There was nothing he hated more than when he failed to find the clues he needed. The more corpses he examined, the more he realized how little he really knew. Everyone else thought he had magical powers when he was actually learning the extent of his ignorance. He’d grow desperate sometimes—if there was a symptom he couldn’t make sense of, a corpse that wouldn’t give up its secrets, a scar whose origin he couldn’t figure out. Each time he came to an impasse, he remembered Feng and the man’s attention to detail. Feng had taught Cí things he never would have learned in university—but, surprisingly, he was also learning from Xu.

Xu had some expertise when it came to the dead. He knew how to figure out how bruises might have come about and how to discern what job a person had done. He’d developed a familiarity with corpses though years working at the cemetery and helping with cremations at the Buddhist monastery; he’d even worked at one time as a gravedigger at the prisons in Sichuan, where torture and death were commonplace. He had much of the practical experience Cí lacked.

“Did I see executions there!” he bragged. “Proper killings they were—none of this kid stuff. If prisoners’ families didn’t bring them food, neither did the government.”
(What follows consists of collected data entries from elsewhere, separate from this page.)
//! wsync - keep a workspace directory in sync with an S3 prefix.

use clap::{Parser, Subcommand};
use std::fmt::Debug;
use std::path::PathBuf;
use std::process::ExitCode;
use tracing_subscriber::EnvFilter;
use wsync_config::Config;
use wsync_engine::{SyncProgress, SyncResult, WorkspaceSync};

#[derive(Debug, Parser)]
#[command(name = "wsync", version, about = "Keep a workspace directory in sync with an S3 prefix")]
struct Cli {
    /// Verbose output (can be repeated: -v, -vv)
    #[arg(short, long, action = clap::ArgAction::Count, global = true)]
    verbose: u8,

    /// Use this config file instead of the default one
    #[arg(long, global = true, env = "WSYNC_CONFIG")]
    config: Option<PathBuf>,

    #[command(subcommand)]
    command: Command,
}

#[derive(Debug, Subcommand)]
enum Command {
    /// Download the remote prefix into the workspace, deleting local extras
    Pull,
    /// Upload new and changed workspace files
    Push,
    /// Print the effective configuration
    Config,
}

#[tokio::main]
async fn main() -> ExitCode {
    let cli = Cli::parse();

    let filter = match cli.verbose {
        0 => "info",
        1 => "debug",
        _ => "trace",
    };
    let env_filter = EnvFilter::try_from_default_env().unwrap_or_else(|_| EnvFilter::new(filter));
    tracing_subscriber::fmt().with_env_filter(env_filter).with_target(false).init();

    let config = match Config::load(cli.config.as_deref()) {
        Ok(config) => config,
        Err(e) => return fatal(e),
    };
    match cli.command {
        Command::Config => {
            println!("{config}");
            ExitCode::SUCCESS
        },
        Command::Pull | Command::Push => run(&config, cli.command).await,
    }
}

async fn run(config: &Config, command: Command) -> ExitCode {
    let sync = match build(config) {
        Ok(sync) => sync,
        Err(code) => return code,
    };
    let result = match command {
        Command::Pull => sync.pull_with_progress(report).await,
        Command::Push => sync.push_with_progress(report).await,
        Command::Config => return ExitCode::SUCCESS,
    };
    match result {
        Ok(result) => summarize(&result),
        Err(e) => fatal(e),
    }
}

fn build(config: &Config) -> Result<WorkspaceSync, ExitCode> {
    let options = config.sync_options().map_err(fatal)?;
    let target = options.target().map_err(fatal)?;
    let store = config.object_store(&target).map_err(fatal)?;
    WorkspaceSync::new(options, store).map_err(fatal)
}

fn report(progress: SyncProgress) {
    tracing::debug!(
        phase = %progress.phase,
        current = progress.current,
        total = progress.total,
        percentage = progress.percentage,
        file = ?progress.current_file,
        "Progress"
    );
}

fn summarize(result: &SyncResult) -> ExitCode {
    println!(
        "downloaded {}, uploaded {}, deleted {}, skipped {}, errors {} in {:.2?}",
        result.downloaded_files.len(),
        result.uploaded_files.len(),
        result.deleted_files.len(),
        result.skipped_files.len(),
        result.errors.len(),
        result.duration,
    );
    for error in &result.errors {
        eprintln!("  {error}");
    }
    if result.success { ExitCode::SUCCESS } else { ExitCode::from(1) }
}

fn fatal(error: impl Debug) -> ExitCode {
    eprintln!("error: {error:?}");
    ExitCode::from(2)
}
Of course, this reminded Cí of Lu’s awful death. It was some comfort to know it probably wouldn’t have been any better for him if he had survived and made it to Sichuan.

Cí, as hungry for knowledge as ever, tried to glean as much information from Xu as he could, but he also had to study if he was to stand a chance with the Imperial exams. As winter approached, he mentioned to Xu that he wanted to buy more books.

“Fine by me,” said Xu. “But it comes out of your wages.”

Even though the price of food and medicine was rising, Cí still had ample money to keep Third fed and medicated. He could get the books, but after working such long days he didn’t have much time to study.